*** Opening of Source material ***

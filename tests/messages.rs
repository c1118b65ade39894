use flowforge::message::Message;

#[test]
fn message_construction_via_new_sets_role_and_content() {
    let msg = Message::new("user", "hello");
    assert_eq!(msg.role, "user");
    assert_eq!(msg.content, "hello");
    assert!(msg.id.is_none());
}

#[test]
fn convenience_constructors() {
    let user_msg = Message::user("Hello");
    assert_eq!(user_msg.role, Message::USER);
    assert_eq!(user_msg.content, "Hello");

    let assistant_msg = Message::assistant("Hi there!");
    assert_eq!(assistant_msg.role, Message::ASSISTANT);
    assert_eq!(assistant_msg.content, "Hi there!");

    let system_msg = Message::system("You are helpful");
    assert_eq!(system_msg.role, Message::SYSTEM);
    assert_eq!(system_msg.content, "You are helpful");

    let custom_msg = Message::new("function", "Result: 42");
    assert_eq!(custom_msg.role, "function");
    assert_eq!(custom_msg.content, "Result: 42");
}

#[test]
fn with_id_attaches_a_stable_id() {
    let msg = Message::assistant("Hi there!").with_id("m-1");
    assert_eq!(msg.id.as_deref(), Some("m-1"));
}

#[test]
fn role_checking() {
    let user_msg = Message::user("Hello");
    assert!(user_msg.has_role(Message::USER));
    assert!(!user_msg.has_role(Message::ASSISTANT));
}

#[test]
fn serialization_round_trip() {
    let original = Message::user("Test message").with_id("m-2");
    let json = serde_json::to_string(&original).expect("serialization failed");
    assert!(json.contains("\"id\":\"m-2\""));
    let deserialized: Message = serde_json::from_str(&json).expect("deserialization failed");
    assert_eq!(original, deserialized);
}

#[test]
fn omitted_id_is_skipped_in_serialized_output() {
    let msg = Message::user("no id here");
    let json = serde_json::to_string(&msg).unwrap();
    assert!(!json.contains("\"id\""));
}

*** Close of Source material ***

# Task objective
Every record needs to be written out again, exactly as it was given.

# Final answer
filename tests/messages.rs
repository c1118b65ade39894
use flowforge::message::Message;

#[test]
fn message_construction_via_new_sets_role_and_content() {
    let msg = Message::new("user", "hello");
    assert_eq!(msg.role, "user");
    assert_eq!(msg.content, "hello");
    assert!(msg.id.is_none());
}

#[test]
fn convenience_constructors() {
    let user_msg = Message::user("Hello");
    assert_eq!(user_msg.role, Message::USER);
    assert_eq!(user_msg.content, "Hello");

    let assistant_msg = Message::assistant("Hi there!");
    assert_eq!(assistant_msg.role, Message::ASSISTANT);
    assert_eq!(assistant_msg.content, "Hi there!");

    let system_msg = Message::system("You are helpful");
    assert_eq!(system_msg.role, Message::SYSTEM);
    assert_eq!(system_msg.content, "You are helpful");

    let custom_msg = Message::new("function", "Result: 42");
    assert_eq!(custom_msg.role, "function");
    assert_eq!(custom_msg.content, "Result: 42");
}

#[test]
fn with_id_attaches_a_stable_id() {
    let msg = Message::assistant("Hi there!").with_id("m-1");
    assert_eq!(msg.id.as_deref(), Some("m-1"));
}

#[test]
fn role_checking() {
    let user_msg = Message::user("Hello");
    assert!(user_msg.has_role(Message::USER));
    assert!(!user_msg.has_role(Message::ASSISTANT));
}

#[test]
fn serialization_round_trip() {
    let original = Message::user("Test message").with_id("m-2");
    let json = serde_json::to_string(&original).expect("serialization failed");
    assert!(json.contains("\"id\":\"m-2\""));
    let deserialized: Message = serde_json::from_str(&json).expect("deserialization failed");
    assert_eq!(original, deserialized);
}

#[test]
fn omitted_id_is_skipped_in_serialized_output() {
    let msg = Message::user("no id here");
    let json = serde_json::to_string(&msg).unwrap();
    assert!(!json.contains("\"id\""));
}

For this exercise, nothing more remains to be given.